Hopefully, after last week’s post, you have a better grasp of the concept of intentional branding. Now we can transition to using Strategic Branding to your advantage.

You now see how, with planning and purpose, a brand can work from basic concepts like a deceptively simple logo and work outward until it permeates every aspect of your brand. And you can also see that branding intentionally can make you recognizable from head to toe, near or far, even if you’re standing in a crowd of similar colleagues. That’s some pretty unbreakable branding. Almost like a Brand of Steel you might say.

I don’t know about you, but I can also learn an awful lot from a bad example. That’s what we’re going to take a look at today: someone else’s bad strategy and the lessons we can learn from it.

Rebranding Without Strategic Branding

Did you guys know that Gap clothing stores changed their logo back in 2010? Most of you probably don’t, and that’s okay. You see, their refreshed logo lasted a total of eight days.

Not only did the new logo last a short time, but Gap only rolled it out on their website. Not in any of their hundreds of retail locations. Not in a national campaign that connected this new look to a new line of clothing or view on their business.

Needless to say, it did not go well.

The Approach

Gap has been hurting. They’ve closed a lot of stores and haven’t shown growth in several years. The fall of the shopping mall has been hitting them hard and continues to do so.

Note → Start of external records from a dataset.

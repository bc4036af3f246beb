#![allow(missing_docs)]

use tracing::{debug, error, trace, warn};

use crate::config::PageoutConfig;
use crate::pageout::stats::PageoutStats;
use crate::types::{ObjectId, PageIdx, ReclaimError, Result};
use crate::vm::{LaundryKind, PageQueues, PageState, QueueId};

/// Scan-loop-local hints shared by the selector and the decision engine.
#[derive(Debug, Clone, Default)]
pub struct ScanHints {
    /// Anonymous picks since the last file-backed pick.
    pub consecutive_anon: u32,
    /// Picks made while the file-backed pool sat below its floor.
    pub filecache_tick: u32,
    /// Sticky: the write-back queue is throttled, take anonymous pages only.
    pub force_anonymous: bool,
    /// Set by a flow-control deferral: lean toward file-backed pages.
    pub prefer_file: bool,
    /// Object whose lock was contended last; tried harder next time.
    pub wanted_object: Option<ObjectId>,
    /// The background queue's head object was contended.
    pub background_blocked: bool,
    /// Referenced pages reactivated in the current pass.
    pub reactivated: u32,
    /// Throttled file-backed picks left before one is reactivated outright.
    pub external_forced_left: u32,
}

impl ScanHints {
    pub fn new(cfg: &PageoutConfig) -> Self {
        Self {
            external_forced_left: cfg.external_forced_reactivate_limit,
            ..Self::default()
        }
    }

    /// Drops hints whose cause has gone away.
    pub fn refresh(&mut self, queues: &PageQueues) {
        if self.force_anonymous && !queues.laundry(LaundryKind::External).is_throttled() {
            debug!("pageout.select.force_anonymous_cleared");
            self.force_anonymous = false;
        }
        if self.prefer_file && !queues.laundry(LaundryKind::Compressor).is_throttled() {
            self.prefer_file = false;
        }
    }

    /// Start of a new pass.
    pub fn begin_pass(&mut self) {
        self.reactivated = 0;
        self.background_blocked = false;
    }
}

/// A reclamation candidate; the page stays linked on `source`.
#[derive(Copy, Clone, Debug, Eq, PartialEq)]
pub struct Victim {
    pub idx: PageIdx,
    pub source: QueueId,
}

#[derive(Copy, Clone, Debug, Eq, PartialEq)]
enum Pool {
    Anonymous,
    FileBacked,
}

/// Picks the next candidate, or `None` when nothing is reclaimable.
///
/// When every source looks empty while the counters say otherwise, the
/// counters are rebuilt and the pick retried once. A second miss is an
/// invariant violation.
pub fn select_victim(
    queues: &mut PageQueues,
    cfg: &PageoutConfig,
    hints: &mut ScanHints,
    stats: &PageoutStats,
) -> Result<Option<Victim>> {
    if let Some(victim) = pick(queues, cfg, hints, stats) {
        return Ok(Some(victim));
    }
    if counters_disagree(queues) {
        warn!(counts = ?queues.counts(), "pageout.select.counter_drift");
        queues.recount();
        if let Some(victim) = pick(queues, cfg, hints, stats) {
            return Ok(Some(victim));
        }
        if counters_disagree(queues) {
            let counts = queues.counts();
            error!(?counts, "pageout.select.invariant_violation");
            debug_assert!(false, "victim selector found nothing despite counters {counts:?}");
            return Err(ReclaimError::InvariantViolation(format!(
                "no victim found with non-zero counters {counts:?}"
            )));
        }
    }
    Ok(None)
}

fn pick(
    queues: &mut PageQueues,
    cfg: &PageoutConfig,
    hints: &mut ScanHints,
    stats: &PageoutStats,
) -> Option<Victim> {
    if let Some(v) = head(queues, QueueId::Cleaned) {
        return Some(v);
    }
    if let Some(v) = head(queues, QueueId::SpeculativeAged) {
        let dirty = queues.page(v.idx).map(|p| p.dirty).unwrap_or(false);
        if !(hints.force_anonymous && dirty) {
            return Some(v);
        }
    }
    let counts = queues.counts();
    if counts.donate > cfg.donate_target {
        if let Some(v) = head(queues, QueueId::Donate) {
            return Some(v);
        }
    }
    if counts.background > cfg.background_target && !hints.background_blocked {
        if let Some(v) = head(queues, QueueId::Background) {
            return Some(v);
        }
    }

    let pool = choose_pool(queues, cfg, hints, stats);
    let (first, second) = match pool {
        Pool::Anonymous => (QueueId::InactiveInternal, QueueId::InactiveExternal),
        Pool::FileBacked => (QueueId::InactiveExternal, QueueId::InactiveInternal),
    };
    let victim = head(queues, first).or_else(|| head(queues, second));
    if let Some(v) = victim {
        if v.source == QueueId::InactiveInternal {
            hints.consecutive_anon += 1;
        } else {
            hints.consecutive_anon = 0;
        }
        return Some(v);
    }

    // Last resort: queues skipped above still hold pages.
    [QueueId::Donate, QueueId::Background, QueueId::SpeculativeAged]
        .into_iter()
        .filter(|&q| q != QueueId::Background || !hints.background_blocked)
        .find_map(|q| head(queues, q))
}

fn choose_pool(
    queues: &mut PageQueues,
    cfg: &PageoutConfig,
    hints: &mut ScanHints,
    stats: &PageoutStats,
) -> Pool {
    let counts = queues.counts();
    let anon_inactive = counts.inactive_internal;
    let file_inactive = counts.inactive_external;
    let below_floor = counts.external_pageable < cfg.filecache_floor();

    if below_floor && file_inactive > 0 && anon_inactive > 0 {
        hints.filecache_tick += 1;
        if hints.filecache_tick >= cfg.filecache_reactivate_interval {
            hints.filecache_tick = 0;
            // Busy holds and pending fills stay where they are.
            let resident = queues.iter(QueueId::InactiveExternal).find(|&idx| {
                queues
                    .page(idx)
                    .map_or(false, |p| p.state() == PageState::Resident)
            });
            if let Some(idx) = resident {
                // Keeps the protected file cache circulating.
                queues.activate(idx);
                PageoutStats::bump(&stats.filecache_reactivated);
                trace!(page = %idx, "pageout.select.filecache_reactivate");
            }
        }
    }

    let anon_eligible = anon_inactive > cfg.anonymous_min;
    let hard = below_floor || hints.force_anonymous;
    if hard && anon_eligible {
        return Pool::Anonymous;
    }

    let file_target = u64::from(queues.inactive_target())
        * u64::from(cfg.file_inactive_target_percent)
        / 100;
    let soft = !hints.prefer_file && u64::from(file_inactive) < file_target;
    if soft && anon_eligible {
        if hints.consecutive_anon >= cfg.anonymous_pick_limit && file_inactive > 0 {
            trace!(picks = hints.consecutive_anon, "pageout.select.fairness_file_pick");
            return Pool::FileBacked;
        }
        return Pool::Anonymous;
    }
    Pool::FileBacked
}

fn head(queues: &PageQueues, source: QueueId) -> Option<Victim> {
    queues.head(source).map(|idx| Victim { idx, source })
}

/// A consulted source reports pages in its counter but has no head.
fn counters_disagree(queues: &PageQueues) -> bool {
    let counts = queues.counts();
    [
        (counts.cleaned, QueueId::Cleaned),
        (counts.inactive_internal, QueueId::InactiveInternal),
        (counts.inactive_external, QueueId::InactiveExternal),
        (counts.donate, QueueId::Donate),
        (counts.speculative_aged, QueueId::SpeculativeAged),
    ]
    .into_iter()
    .any(|(claimed, q)| claimed > 0 && queues.head(q).is_none())
}
#![forbid(unsafe_code)]
#![allow(missing_docs)]

use std::thread;
use std::time::Duration;

use crossbeam_channel::{bounded, Receiver, RecvTimeoutError, Sender, TrySendError};

/// Wake-up channel shared by a pool of threads.
///
/// Each `ring` stores at most one pending token per slot, so a burst of
/// producers wakes at most `capacity` sleepers. A sleeper consumes one token.
#[derive(Clone)]
pub struct Doorbell {
    tx: Sender<()>,
    rx: Receiver<()>,
}

impl Doorbell {
    pub fn new(capacity: usize) -> Self {
        let (tx, rx) = bounded(capacity.max(1));
        Self { tx, rx }
    }

    /// Wakes one waiter. Returns false when enough wake-ups are already pending.
    pub fn ring(&self) -> bool {
        match self.tx.try_send(()) {
            Ok(()) => true,
            Err(TrySendError::Full(())) | Err(TrySendError::Disconnected(())) => false,
        }
    }

    /// Wakes up to `n` waiters.
    pub fn ring_many(&self, n: usize) -> usize {
        (0..n).take_while(|_| self.ring()).count()
    }

    /// Blocks until rung or until `timeout` elapses; returns whether it was rung.
    pub fn wait_timeout(&self, timeout: Duration) -> bool {
        match self.rx.recv_timeout(timeout) {
            Ok(()) => true,
            Err(RecvTimeoutError::Timeout) | Err(RecvTimeoutError::Disconnected) => false,
        }
    }

    /// Consumes a pending wake-up without blocking.
    pub fn try_take(&self) -> bool {
        self.rx.try_recv().is_ok()
    }

    /// Number of undelivered wake-ups.
    pub fn pending(&self) -> usize {
        self.rx.len()
    }
}

/// Retry policy for opportunistic lock acquisition.
///
/// The first half of the attempts spin, the rest yield the CPU. Nothing here
/// ever blocks on the lock itself.
#[derive(Copy, Clone, Debug)]
pub struct Backoff {
    attempts: u32,
}

impl Backoff {
    pub fn new(attempts: u32) -> Self {
        Self {
            attempts: attempts.max(1),
        }
    }

    pub fn attempts(&self) -> u32 {
        self.attempts
    }

    /// Calls `f` until it yields a value or the attempts run out.
    pub fn retry<T>(&self, mut f: impl FnMut() -> Option<T>) -> Option<T> {
        for attempt in 0..self.attempts {
            if let Some(value) = f() {
                return Some(value);
            }
            if attempt + 1 == self.attempts {
                break;
            }
            if attempt < self.attempts / 2 {
                std::hint::spin_loop();
            } else {
                thread::yield_now();
            }
        }
        None
    }
}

They needed a fresh crop of people to discover their brand of affordable, reasonably fashionable, and ultimately forgettable clothes.

I’m going to make some guesses here since Gap and their design firm didn’t invite me to the meetings that led to the new logo. They are educated guesses, but I’m owning my speculation.

They wanted Millennials. They decided to get them with an ironically overused font and a gradient on the one thing that harkened back to their old, recognized, and (as it turned out to everyone’s surprise including Gap’s) well-loved brand.

The Problem

There weren’t a lot of Millennials using Gap’s website where the new logo rolled out. This is because Millennials don’t hang out in the malls that have been Gap’s bread and butter. Therefore, their target audience had no idea who Gap was in the first place and simply would not be looking at their website.

However, the people who have been hanging out in malls for the last twenty years and do know who Gap is were looking at the website. They did not like the changes they saw there. They were also extremely vocal about it.

The “Solution”

The Gap took it back. Rolled their website back as fast as they could and swore they’d never use the new logo anywhere else ever again. Then they asked for those who loved their brand to submit their own ideas for a new look.

The Lessons

Can you already see how poor strategic branding killed this rebranding even before it entered the world?

  • Rebranding is not always a good idea. For a variety of reasons, a new logo wasn’t going to fix Gap’s problems. The company had built up a lot of equity in their existing logo–equity that could have been preserved while giving them a more modern look with a more subtle change or series of changes. Rebrandings aren’t for sharing new information; they’re for fundamental shifts in how you plan to do business. Gap didn’t have any plans for that, they just put a new coat of paint on the old store.
  • Gap didn’t think about their new target audience. Millennials tend to focus on individual styles that are more casual. A mall brand with a one-size-fits-all approach to business casual is not going to get the job done.
  • The web rollout showed another misunderstanding of their new target audience and a lack of commitment to the new look. If you’re a store well known for your mall locations, the roll out needs to encompass them. Also, while focusing on the web is a way to target Millennials, actually targeting Millennials is the worst way to target Millennials.
  • The new logo is boring. It implements an overused font with a dated gradient approach to a blue box that only exists to tie into a previous logo that’s apparently headed for the junk heap. Bad execution all around…
  • …especially when the existing customer base apparently love the old logo! Maybe that base is shrinking or buying less, but they have a passion for the Gap that cannot be denied. It doesn’t look like Gap even knew about that commitment nor did they try and leverage it.
  • Rolling back the new logo was almost certainly the right idea since the outcry was so large and the company didn’t seem particularly committed to the new look anyway. But the idea of crowdsourcing their new brand cheapens the work designers do, detracts from Gap’s apparent commitment to their own corporate identity, and gathered quite a bit of bad PR in the process.

Did I miss anything? Do you feel there are lessons in branding that we should discuss? Or perhaps the lessons I pulled out need more clarification. The big-picture strategic branding is instrumental to building that branding lens. But it’s a process and will take time and we’re happy to help you in every way we can. We hope this dive into author branding has given you plenty to work with! So let me know in the comments.